Un numero difficilmente registrabile per un festival di nicchia, come oggi in tanti hanno definito il Barocco Festival. Ben vengano quindi le rassegne di nicchia, se, come il festival di musica antica che da quasi due decenni cattura l’attenzione del pubblico, migliaia di persone si avvicinano a un genere musicale che, almeno nella più semplice delle definizioni, appare complicato, se non addirittura di indirizzo elitario.
Prima data del Barocco Festival a San Vito dei Normanni, città che ha dato i natali a Leonardo Leo, compositore della prima metà del Settecento, capostipite della Scuola musicale napoletana e nume ispiratore della rassegna. (In basso, un concerto dell'edizione 2016 del Barocco Festival, nella suggestiva cornice delle Sciabiche)
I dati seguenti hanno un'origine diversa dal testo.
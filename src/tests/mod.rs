mod eta;

pub use data::*;

use log::LevelFilter;
use std::sync::Once;

static INIT: Once = Once::new();

pub fn init_logger() {
    INIT.call_once(|| {
        env_logger::builder()
            .is_test(true)
            .filter_level(LevelFilter::Debug)
            .init();
    });
}
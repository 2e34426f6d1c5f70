//! Canonical-unit measurement values. All values are carried in SI units
//! ([Length] in meters, [Speed] in m.s⁻¹) and converted on read only.

use crate::constants::{M_TO_FT, M_TO_KM, M_TO_NM, MPS_TO_FPM, MPS_TO_KMH, MPS_TO_KT, SPEED_OF_SOUND_M_S};
use crate::error::Error;

use serde::{Deserialize, Serialize};

/// Rounds to `precision` decimal digits, half away from zero.
fn round_to(value: f64, precision: u32) -> f64 {
    let scale = 10.0_f64.powi(precision as i32);
    (value * scale).round() / scale
}

/// Supported [Length] views.
#[derive(Default, Debug, Clone, Copy, PartialEq, Eq)]
#[derive(Serialize, Deserialize)]
pub enum LengthUnit {
    /// Canonical SI unit
    #[default]
    Meters,
    Feet,
    NauticalMiles,
    Kilometers,
}

impl std::str::FromStr for LengthUnit {
    type Err = Error;
    fn from_str(s: &str) -> Result<Self, Self::Err> {
        match s.trim().to_lowercase().as_str() {
            "m" | "meters" => Ok(Self::Meters),
            "ft" | "feet" => Ok(Self::Feet),
            "nm" | "nauticalmiles" => Ok(Self::NauticalMiles),
            "km" | "kilometers" => Ok(Self::Kilometers),
            _ => Err(Error::UnsupportedUnit(s.to_string())),
        }
    }
}

/// Supported [Speed] views.
#[derive(Default, Debug, Clone, Copy, PartialEq, Eq)]
#[derive(Serialize, Deserialize)]
pub enum SpeedUnit {
    /// Canonical SI unit
    #[default]
    MetersPerSecond,
    Knots,
    FeetPerMinute,
    Mach,
    KilometersPerHour,
}

impl std::str::FromStr for SpeedUnit {
    type Err = Error;
    fn from_str(s: &str) -> Result<Self, Self::Err> {
        match s.trim().to_lowercase().as_str() {
            "m/s" | "mps" => Ok(Self::MetersPerSecond),
            "kt" | "kts" | "knots" => Ok(Self::Knots),
            "fpm" | "ft/min" => Ok(Self::FeetPerMinute),
            "mach" => Ok(Self::Mach),
            "km/h" | "kmh" => Ok(Self::KilometersPerHour),
            _ => Err(Error::UnsupportedUnit(s.to_string())),
        }
    }
}

/// Distance carried in meters. The canonical value is frozen at
/// construction; every view is a pure derived conversion.
#[derive(Default, Debug, Clone, Copy, PartialEq, PartialOrd)]
#[derive(Serialize, Deserialize)]
pub struct Length {
    m: f64,
}

impl Length {
    /// Builds a new [Length] from meters.
    pub fn from_meters(m: f64) -> Self {
        Self { m }
    }

    /// Canonical value, in meters, unrounded.
    pub fn meters(&self) -> f64 {
        self.m
    }

    /// View in the requested [LengthUnit], rounded to `precision`
    /// decimal digits.
    pub fn to(&self, unit: LengthUnit, precision: u32) -> f64 {
        let converted = match unit {
            LengthUnit::Meters => self.m,
            LengthUnit::Feet => self.m * M_TO_FT,
            LengthUnit::NauticalMiles => self.m * M_TO_NM,
            LengthUnit::Kilometers => self.m * M_TO_KM,
        };
        round_to(converted, precision)
    }
}

impl std::fmt::Display for Length {
    fn fmt(&self, f: &mut std::fmt::Formatter<'_>) -> std::fmt::Result {
        write!(f, "{} m", round_to(self.m, 4))
    }
}

/// Velocity carried in m.s⁻¹. Same canonical-value contract as [Length].
#[derive(Default, Debug, Clone, Copy, PartialEq, PartialOrd)]
#[derive(Serialize, Deserialize)]
pub struct Speed {
    mps: f64,
}

impl Speed {
    /// Builds a new [Speed] from m.s⁻¹.
    pub fn from_mps(mps: f64) -> Self {
        Self { mps }
    }

    /// Canonical value, in m.s⁻¹, unrounded.
    pub fn mps(&self) -> f64 {
        self.mps
    }

    /// View in the requested [SpeedUnit], rounded to `precision`
    /// decimal digits.
    pub fn to(&self, unit: SpeedUnit, precision: u32) -> f64 {
        let converted = match unit {
            SpeedUnit::MetersPerSecond => self.mps,
            SpeedUnit::Knots => self.mps * MPS_TO_KT,
            SpeedUnit::FeetPerMinute => self.mps * MPS_TO_FPM,
            SpeedUnit::Mach => self.mps / SPEED_OF_SOUND_M_S,
            SpeedUnit::KilometersPerHour => self.mps * MPS_TO_KMH,
        };
        round_to(converted, precision)
    }
}

impl std::fmt::Display for Speed {
    fn fmt(&self, f: &mut std::fmt::Formatter<'_>) -> std::fmt::Result {
        write!(f, "{} m/s", round_to(self.mps, 4))
    }
}

#[cfg(test)]
mod test {
    use super::*;
    use std::str::FromStr;

    #[test]
    fn length_views() {
        let length = Length::from_meters(1852.0);
        assert_eq!(length.to(LengthUnit::Meters, 2), 1852.0);
        assert_eq!(length.to(LengthUnit::NauticalMiles, 2), 1.0);
        assert_eq!(length.to(LengthUnit::Kilometers, 3), 1.852);
        assert_eq!(length.to(LengthUnit::Feet, 1), 6076.1);
    }

    #[test]
    fn identity_round_trip() {
        for value in [0.0, 0.125, 1234.5678, -42.42] {
            let length = Length::from_meters(value);
            assert_eq!(length.to(LengthUnit::Meters, 4), round_to(value, 4));
        }
    }

    #[test]
    fn speed_views() {
        let speed = Speed::from_mps(100.0);
        assert_eq!(speed.to(SpeedUnit::Knots, 2), 194.38);
        assert_eq!(speed.to(SpeedUnit::FeetPerMinute, 0), 19685.0);
        assert_eq!(speed.to(SpeedUnit::KilometersPerHour, 1), 360.0);
        assert_eq!(speed.to(SpeedUnit::Mach, 2), 0.29);
    }

    #[test]
    fn unit_tags() {
        assert_eq!(LengthUnit::from_str("nm").unwrap(), LengthUnit::NauticalMiles);
        assert_eq!(SpeedUnit::from_str("KT").unwrap(), SpeedUnit::Knots);
        assert!(matches!(
            SpeedUnit::from_str("furlongs"),
            Err(Error::UnsupportedUnit(_))
        ));
    }
}
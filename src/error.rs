use thiserror::Error;

#[derive(Debug, Error)]
pub enum Error {
    /// Unit tag that does not name any supported unit of the family.
    /// This is a caller programming error, not a runtime data error.
    #[error("unsupported unit \"{0}\"")]
    UnsupportedUnit(String),

    /// The host storage backend failed on get/set. The core never
    /// performs I/O itself, this only surfaces backend failures.
    #[error("storage backend error: {0}")]
    Storage(String),

    /// Flight path (de)serialization error, when loading or saving
    /// through a key-value store.
    #[error("flight path codec error: {0}")]
    Codec(#[from] serde_json::Error),
}
//! Static airport reference data and nearest-airfield search.

use crate::geo::{distance, GeoPoint};
use crate::units::Length;

use serde::{Deserialize, Serialize};

/// Airfield size class, consumed as-is from the host's airport data
/// set. Only used for filtering (map display significance).
#[derive(Default, Debug, Clone, Copy, PartialEq, Eq)]
#[derive(Serialize, Deserialize)]
#[serde(rename_all = "lowercase")]
pub enum AirportSize {
    #[default]
    Small,
    Medium,
    Large,
}

/// Static airport record, as parsed from the host's airport data set.
#[derive(Debug, Clone, PartialEq)]
#[derive(Serialize, Deserialize)]
pub struct Airport {
    /// IATA code
    pub iata: String,
    /// Display name
    pub name: String,
    /// Latitude in decimal degrees
    pub lat: f64,
    /// Longitude in decimal degrees
    pub lon: f64,
    /// Data-set status flag, positive for operational fields
    #[serde(default = "default_status")]
    pub status: i32,
    /// Size class
    #[serde(default)]
    pub size: AirportSize,
}

fn default_status() -> i32 {
    1
}

impl Airport {
    /// Builds a new operational [Airport].
    pub fn new(iata: &str, name: &str, lat: f64, lon: f64) -> Self {
        Self {
            iata: iata.to_string(),
            name: name.to_string(),
            lat,
            lon,
            status: default_status(),
            size: AirportSize::default(),
        }
    }

    pub fn position(&self) -> GeoPoint {
        GeoPoint::new(self.lat, self.lon)
    }

    /// Operational and with usable coordinates.
    pub fn is_valid(&self) -> bool {
        self.status > 0 && self.lat.is_finite() && self.lon.is_finite()
    }

    /// Significant enough for map display.
    pub fn is_sized(&self) -> bool {
        self.size == AirportSize::Large
    }
}

impl std::fmt::Display for Airport {
    fn fmt(&self, f: &mut std::fmt::Formatter<'_>) -> std::fmt::Result {
        write!(f, "{} - {}", self.iata, self.name)
    }
}

/// Nearest airfield to a position, recomputed per sample.
#[derive(Debug, Clone, PartialEq)]
pub struct NearestAirport {
    pub airport: Airport,
    pub distance: Length,
}

/// Returns the valid [Airport] with minimal great-circle distance to
/// `position`, or `None` when no valid airport exists. Ties break on
/// the earlier list entry. O(n) scan, the airport set is small and
/// this runs once per GPS fix.
pub fn nearest_airport(position: GeoPoint, airports: &[Airport]) -> Option<NearestAirport> {
    let mut nearest: Option<NearestAirport> = None;

    for airport in airports.iter().filter(|a| a.is_valid()) {
        let d = distance(position, airport.position());
        match &nearest {
            Some(found) if d.meters() >= found.distance.meters() => {},
            _ => {
                nearest = Some(NearestAirport {
                    airport: airport.clone(),
                    distance: d,
                });
            },
        }
    }

    nearest
}
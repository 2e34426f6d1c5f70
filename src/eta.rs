//! Arrival time estimation, by matching the live track's progress
//! against a previously recorded reference track of the same route.
//!
//! The estimator projects the current position onto the reference
//! trajectory, then rescales the reference's remaining flight time by
//! the pace observed so far (actual elapsed time over reference
//! elapsed time on the matched portion). Every precondition failure
//! degrades to `None` ("ETA unavailable"): flight telemetry is noisy
//! and an unavailable estimate is a legitimate answer, not an error.

use log::{debug, warn};
use nalgebra::Vector2;

use crate::geo::{distance, GeoPoint};
use crate::prelude::{Duration, Epoch};
use crate::track::{FlightPath, TrackPoint};

/// Phase filter threshold applied when none is configured, in meters.
/// Excludes ground/takeoff/landing samples from route matching.
pub const DEFAULT_PHASE_ALTITUDE_M: f64 = 1_500.0;

/// Estimates when the live flight will reach the reference flight's
/// final recorded point, using the default phase filter threshold.
/// `None` whenever the tracks cannot be matched, see
/// [estimate_arrival_above].
pub fn estimate_arrival(live: &FlightPath, reference: &FlightPath) -> Option<Epoch> {
    estimate_arrival_above(live, reference, DEFAULT_PHASE_ALTITUDE_M)
}

/// Estimates the arrival instant with an explicit phase filter
/// threshold. Returns `None` when
/// - either track has no samples above the threshold,
/// - the matched reference point has no bracketing neighbors
///   (first or last filtered element),
/// - the matched portion of the reference has zero or negative
///   duration (no pace factor),
/// - the arithmetic degenerates to a non-finite instant.
pub fn estimate_arrival_above(
    live: &FlightPath,
    reference: &FlightPath,
    min_alt_m: f64,
) -> Option<Epoch> {
    let mid_live = live.above_altitude(min_alt_m);
    let mid_ref = reference.above_altitude(min_alt_m);

    if mid_live.is_empty() || mid_ref.is_empty() {
        warn!("no airborne samples to match (phase filter > {} m)", min_alt_m);
        return None;
    }

    // Earliest and most recent airborne live samples
    let start_point = mid_live[0];
    let current_point = mid_live[mid_live.len() - 1];

    let ref_start = mid_ref[nearest_index(&mid_ref, start_point.point)?];
    let closest_idx = nearest_index(&mid_ref, current_point.point)?;
    let ref_closest = mid_ref[closest_idx];

    // Bracket the matched point: a neighbor is required on both sides.
    // Matching onto the first or last filtered element is a known
    // boundary limitation of this estimator.
    if closest_idx == 0 || closest_idx + 1 == mid_ref.len() {
        warn!("matched reference point has no bracketing segment");
        return None;
    }

    let ref_prev = mid_ref[closest_idx - 1];
    let ref_next = mid_ref[closest_idx + 1];

    let projection = project_on_segment(current_point.point, ref_prev.point, ref_next.point);

    let segment_time_s = (ref_next.epoch - ref_prev.epoch).to_seconds();
    let segment_distance_m = distance(ref_prev.point, ref_next.point).meters();

    // Degenerate segment (two reference points at the same location):
    // treat the segment as not yet started.
    let progress = if segment_distance_m == 0.0 {
        0.0
    } else {
        distance(projection, ref_prev.point).meters() / segment_distance_m
    };

    let segment_remaining_s = segment_time_s * (1.0 - progress);

    // Pace factor: actual elapsed time over reference elapsed time on
    // the portion flown so far, with the partial segment backed out.
    let actual_elapsed_s = (current_point.epoch - start_point.epoch).to_seconds();
    let est_start_to_prev_s = actual_elapsed_s - segment_time_s * progress;

    let ref_start_to_prev_s = (ref_prev.epoch - ref_start.epoch).to_seconds();
    if ref_start_to_prev_s <= 0.0 {
        warn!("matched reference portion has no duration, cannot derive a pace factor");
        return None;
    }

    let pace_factor = est_start_to_prev_s / ref_start_to_prev_s;

    // Reference time from the matched point to the recorded landing
    // (last point of the unfiltered reference track).
    let ref_remaining_s = (reference.last()?.epoch - ref_closest.epoch).to_seconds();

    let remaining_s = (ref_remaining_s + segment_remaining_s) * pace_factor;

    if !remaining_s.is_finite() {
        warn!("estimated remaining time is not finite");
        return None;
    }

    debug!(
        "pace factor {:.3}, segment progress {:.3}, {:.0} s remaining",
        pace_factor, progress, remaining_s
    );

    Some(current_point.epoch + Duration::from_seconds(remaining_s))
}

/// Index of the track point closest to `from` (great-circle), ties
/// broken by the earliest index. `None` on an empty track.
fn nearest_index(track: &[TrackPoint], from: GeoPoint) -> Option<usize> {
    let mut nearest: Option<(usize, f64)> = None;

    for (index, point) in track.iter().enumerate() {
        let d = distance(from, point.point).meters();
        match nearest {
            Some((_, min)) if d >= min => {},
            _ => nearest = Some((index, d)),
        }
    }

    nearest.map(|(index, _)| index)
}

/// Projects `point` onto the segment from `start` to `end`, treating
/// latitude/longitude as planar coordinates. Acceptable over the short
/// segments of a recorded flight leg; the projection is clamped to the
/// segment ends.
fn project_on_segment(point: GeoPoint, start: GeoPoint, end: GeoPoint) -> GeoPoint {
    let a = Vector2::new(start.lon_deg, start.lat_deg);
    let b = Vector2::new(end.lon_deg, end.lat_deg);
    let c = Vector2::new(point.lon_deg, point.lat_deg);

    let d = b - a;
    let denom = d.dot(&d);
    if denom == 0.0 {
        return start;
    }

    let t = (c - a).dot(&d) / denom;

    if t < 0.0 {
        start
    } else if t > 1.0 {
        end
    } else {
        let p = a + d * t;
        GeoPoint::new(p.y, p.x)
    }
}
Barocco Festival (Sciabiche 2015) 1-2

Il 21 agosto, nel chiostro dei Domenicani, verrà presentato Cirilla e Arpasso, Intermezzo del Pisistrato, dramma composto da Leo, mentre il 25 il festival si sposterà a Mesagne, nel castello Orsini Del Balzo per Mascher’arti a Napoli, un viaggio nelle corti napoletane del Seicento attraverso musica, poesia e teatro. Il giorno successivo altra tappa per questo festival itinerante, questa volta in una location speciale, il chiostro della Curia Vescovile, in piazza Duomo a Brindisi, dove verrà eseguito un altro Intermezzo, presente nel Demofonte, del compositore pugliese, La vedova ingegnosa.

Il 29 agosto si rimane a Brindisi per Danzas de Rasgueado y Punteado, un percorso sui ritmi delle antiche danze spagnole, accompagnati dalla chitarra barocca di Rosario Cicero. Una performance che si gioverà della splendida cornice del porto vecchio, ritorna infatti la location nelle Sciabiche, che tanto successo ha ottenuto nella passata edizione.

Ultima data di agosto a Cisternino, nell’atrio della chiesa di Santa Maria di Costantinopoli, il 30 agosto il pubblico assisterà ad un cambio di protagonista, La serenissima e la teatralissima, nome della serata, proporrà quindi non solo opere di Leonardo Leo, ma sonate di autori veneziani del Settecento.

Il primo settembre sarà la volta di una serata anomala per i canoni del festival, ma non meno interessante. Il professor Biagi De Giovanni, accompagnato dal maestro Prontera, terrà una conversazione sul ruolo che Napoli, nei secoli, ha rivestito all’interno dell’Europa.
La Viola d’Amore e la Viola di Bordone, strumenti che ebbero la massima diffusione nel ‘700, saranno i protagonisti di La musica per Esterházy in programma il 5 settembre negli spazi dell’ex convento di Santa Chiara a Brindisi.

Chiude il Barocco Festival, La canzone napoletana…prima della canzone napoletana, serata, dedicata alle cantate, arie e villanelle della Napoli barocca, presentata nel chiostro dei Domenicani a San Vito dei Normanni.

Meno di 5 giorni al via di questa rassegna che è riuscita grazie alla competenza e alla serietà degli organizzatori a richiamare un pubblico numeroso, sfruttando le bellezze architettoniche e naturali dei comuni della Provincia di Brindisi e che Touring Club, organizzazione italiana di riferimento per il turismo e la cultura, ha elogiato nell’ultima guida alle bellezze italiane appena pubblicato, come ha orgogliosamente ricordato il direttore artistico del Barocco Festival, Cosimo Prontera.